- WHAT IS REQUIRED: Every line from the start of the records below to the line containing "use crate::error::DiaryError;" should be retyped exactly, that line included, and no others.

- Data items:
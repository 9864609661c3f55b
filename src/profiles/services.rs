use std::sync::Arc;

use dashmap::DashMap;
use time::{Date, OffsetDateTime};
use tokio::sync::Mutex;
use tracing::{debug, info, instrument, warn};

use crate::clock::Clock;
use crate::error::DiaryError;
use crate::profiles::repo::ProfileRepository;
use crate::profiles::repo_types::{MacroLimits, UserProfile};
use crate::timezones::{self, DEFAULT_TIMEZONE_CODE};

/// Profile access with a read-through cache keyed by user id. Cache entries
/// only ever hold rows the store returned, so a failed write cannot leave the
/// cache ahead of the database.
///
/// Writes replace the whole row, so every load-modify-save of one user runs
/// under that user's write lock, whichever surface (chat or HTTP) issued it.
pub struct ProfileService {
    repo: Arc<dyn ProfileRepository>,
    clock: Arc<dyn Clock>,
    cache: DashMap<i64, UserProfile>,
    writers: DashMap<i64, Arc<Mutex<()>>>,
}

impl ProfileService {
    pub fn new(repo: Arc<dyn ProfileRepository>, clock: Arc<dyn Clock>) -> Self {
        Self {
            repo,
            clock,
            cache: DashMap::new(),
            writers: DashMap::new(),
        }
    }

    fn writer(&self, user_id: i64) -> Arc<Mutex<()>> {
        self.writers.entry(user_id).or_default().value().clone()
    }

    pub fn now_utc(&self) -> OffsetDateTime {
        self.clock.now_utc()
    }

    pub fn current_datetime(&self, profile: &UserProfile) -> OffsetDateTime {
        profile.current_datetime(self.clock.now_utc())
    }

    pub fn current_date(&self, profile: &UserProfile) -> Date {
        profile.current_date(self.clock.now_utc())
    }

    pub async fn today(&self, user_id: i64) -> Result<Date, DiaryError> {
        let profile = self.load(user_id).await?;
        Ok(self.current_date(&profile))
    }

    /// Loads (or lazily creates) the profile. A stored timezone code that is
    /// no longer known is reset to the default and persisted.
    #[instrument(skip(self))]
    pub async fn load(&self, user_id: i64) -> Result<UserProfile, DiaryError> {
        if let Some(cached) = self.cached(user_id) {
            return Ok(cached);
        }
        let writer = self.writer(user_id);
        let _guard = writer.lock().await;
        self.load_locked(user_id).await
    }

    fn cached(&self, user_id: i64) -> Option<UserProfile> {
        self.cache.get(&user_id).map(|p| p.value().clone())
    }

    /// Caller holds the user's write lock.
    async fn load_locked(&self, user_id: i64) -> Result<UserProfile, DiaryError> {
        if let Some(cached) = self.cached(user_id) {
            return Ok(cached);
        }

        let mut profile = match self.repo.find(user_id).await? {
            Some(p) => p,
            None => {
                let p = self
                    .repo
                    .insert_default(user_id, DEFAULT_TIMEZONE_CODE)
                    .await?;
                info!(user_id, "profile created");
                p
            }
        };

        if !timezones::is_known(&profile.timezone_code) {
            warn!(
                user_id,
                code = %profile.timezone_code,
                "unknown timezone code on profile; resetting to default"
            );
            profile.timezone_code = DEFAULT_TIMEZONE_CODE.to_string();
            profile = self.repo.save(&profile).await?;
        }

        self.cache.insert(user_id, profile.clone());
        Ok(profile)
    }

    #[instrument(skip(self))]
    pub async fn set_timezone(&self, user_id: i64, code: &str) -> Result<UserProfile, DiaryError> {
        let code = code.trim().to_uppercase();
        if !timezones::is_known(&code) {
            return Err(DiaryError::InvalidTimezone(code));
        }
        let writer = self.writer(user_id);
        let _guard = writer.lock().await;
        let mut profile = self.load_locked(user_id).await?;
        profile.timezone_code = code;
        self.persist(profile).await
    }

    /// Non-positive limits are ignored and the current profile is returned.
    #[instrument(skip(self))]
    pub async fn set_calorie_limit(
        &self,
        user_id: i64,
        limit: i32,
    ) -> Result<UserProfile, DiaryError> {
        let writer = self.writer(user_id);
        let _guard = writer.lock().await;
        let mut profile = self.load_locked(user_id).await?;
        if limit <= 0 {
            debug!(user_id, limit, "ignoring non-positive calorie limit");
            return Ok(profile);
        }
        profile.calorie_limit = Some(limit);
        self.persist(profile).await
    }

    #[instrument(skip(self))]
    pub async fn set_macro_limits(
        &self,
        user_id: i64,
        limits: MacroLimits,
    ) -> Result<UserProfile, DiaryError> {
        let writer = self.writer(user_id);
        let _guard = writer.lock().await;
        let mut profile = self.load_locked(user_id).await?;
        profile.apply_macro_limits(limits)?;
        self.persist(profile).await
    }

    #[instrument(skip(self))]
    pub async fn set_body_metrics(
        &self,
        user_id: i64,
        weight_kg: f64,
        body_fat_percent: f64,
    ) -> Result<UserProfile, DiaryError> {
        let writer = self.writer(user_id);
        let _guard = writer.lock().await;
        let mut profile = self.load_locked(user_id).await?;
        profile.apply_body_metrics(weight_kg, body_fat_percent)?;
        self.persist(profile).await
    }

    /// Caller holds the user's write lock.
    async fn persist(&self, profile: UserProfile) -> Result<UserProfile, DiaryError> {
        let saved = self.repo.save(&profile).await?;
        self.cache.insert(saved.user_id, saved.clone());
        debug!(user_id = saved.user_id, "profile saved");
        Ok(saved)
    }
}

#[cfg(test)]
mod profile_service_tests {
    use super::*;
    use crate::clock::FixedClock;
    use crate::memory::MemoryStore;
    use time::macros::{date, datetime};

    fn clock() -> Arc<FixedClock> {
        Arc::new(FixedClock::new(datetime!(2024-03-01 21:30 UTC)))
    }

    fn store() -> Arc<MemoryStore> {
        Arc::new(MemoryStore::new(clock()))
    }

    fn service(store: Arc<MemoryStore>) -> ProfileService {
        ProfileService::new(store, clock())
    }

    #[tokio::test]
    async fn first_load_creates_default_profile() {
        let store = store();
        let svc = service(store.clone());
        let p = svc.load(42).await.unwrap();
        assert_eq!(p.timezone_code, DEFAULT_TIMEZONE_CODE);
        assert_eq!(p.calorie_limit, None);
        assert!(store.profile(42).is_some());
        // Moscow is UTC+3, so 21:30 UTC is already the next day
        assert_eq!(svc.current_date(&p), date!(2024-03-02));
    }

    #[tokio::test]
    async fn unknown_timezone_self_heals_on_load() {
        let store = store();
        let mut stale = UserProfile::new_default(7, datetime!(2024-01-01 00:00 UTC));
        stale.timezone_code = "ATLANTIS".into();
        store.put_profile(stale);

        let svc = service(store.clone());
        let p = svc.load(7).await.unwrap();
        assert_eq!(p.timezone_code, DEFAULT_TIMEZONE_CODE);
        assert_eq!(store.profile(7).unwrap().timezone_code, DEFAULT_TIMEZONE_CODE);
    }

    #[tokio::test]
    async fn set_timezone_rejects_unknown_code() {
        let svc = service(store());
        let err = svc.set_timezone(1, "XYZ").await.unwrap_err();
        assert!(matches!(err, DiaryError::InvalidTimezone(_)));
        let p = svc.set_timezone(1, "vlad").await.unwrap();
        assert_eq!(p.timezone_code, "VLAD");
    }

    #[tokio::test]
    async fn non_positive_calorie_limit_is_ignored() {
        let svc = service(store());
        svc.set_calorie_limit(1, 1800).await.unwrap();
        let p = svc.set_calorie_limit(1, 0).await.unwrap();
        assert_eq!(p.calorie_limit, Some(1800));
        let p = svc.set_calorie_limit(1, -5).await.unwrap();
        assert_eq!(p.calorie_limit, Some(1800));
    }

    #[tokio::test]
    async fn macro_limits_supersede_manual_calorie_limit() {
        let svc = service(store());
        svc.set_calorie_limit(1, 1500).await.unwrap();
        let p = svc
            .set_macro_limits(
                1,
                MacroLimits {
                    protein: 120.0,
                    fat: 70.0,
                    carbs: 300.0,
                    ..Default::default()
                },
            )
            .await
            .unwrap();
        assert_eq!(p.calorie_limit, Some(2310));
    }

    #[tokio::test]
    async fn failed_write_leaves_cache_untouched() {
        let store = store();
        let svc = service(store.clone());
        svc.set_calorie_limit(1, 2000).await.unwrap();

        store.fail_writes(true);
        let err = svc.set_calorie_limit(1, 2500).await.unwrap_err();
        assert!(matches!(err, DiaryError::Persistence(_)));
        store.fail_writes(false);

        assert_eq!(svc.load(1).await.unwrap().calorie_limit, Some(2000));
        assert_eq!(store.profile(1).unwrap().calorie_limit, Some(2000));
    }

    #[tokio::test]
    async fn invalid_body_metrics_do_not_persist() {
        let store = store();
        let svc = service(store.clone());
        let err = svc.set_body_metrics(1, 80.0, 140.0).await.unwrap_err();
        assert!(matches!(err, DiaryError::Validation(_)));
        assert_eq!(store.profile(1).unwrap().weight_kg, None);

        let p = svc.set_body_metrics(1, 80.0, 20.0).await.unwrap();
        assert_eq!(p.weight_kg, Some(80.0));
        assert!(p.calorie_limit.is_some());
    }

    /// Yields inside `save` so concurrent writers interleave the way they do
    /// against a real database.
    struct SlowSaves(Arc<MemoryStore>);

    #[async_trait::async_trait]
    impl ProfileRepository for SlowSaves {
        async fn find(&self, user_id: i64) -> anyhow::Result<Option<UserProfile>> {
            self.0.find(user_id).await
        }

        async fn insert_default(
            &self,
            user_id: i64,
            timezone_code: &str,
        ) -> anyhow::Result<UserProfile> {
            self.0.insert_default(user_id, timezone_code).await
        }

        async fn save(&self, profile: &UserProfile) -> anyhow::Result<UserProfile> {
            tokio::task::yield_now().await;
            self.0.save(profile).await
        }
    }

    #[tokio::test]
    async fn concurrent_writes_to_one_profile_are_not_lost() {
        let store = store();
        let svc = ProfileService::new(Arc::new(SlowSaves(store.clone())), clock());
        svc.load(1).await.unwrap();

        let (tz, limit) = tokio::join!(svc.set_timezone(1, "VLAD"), svc.set_calorie_limit(1, 1800));
        tz.unwrap();
        limit.unwrap();

        let stored = store.profile(1).unwrap();
        assert_eq!(stored.timezone_code, "VLAD");
        assert_eq!(stored.calorie_limit, Some(1800));
        assert_eq!(svc.load(1).await.unwrap(), stored);
    }
}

- RESULT:
repository 9864609661c3f55b
filename src/profiles/services.rs
use std::sync::Arc;

use dashmap::DashMap;
use time::{Date, OffsetDateTime};
use tokio::sync::Mutex;
use tracing::{debug, info, instrument, warn};

use crate::clock::Clock;
use crate::error::DiaryError;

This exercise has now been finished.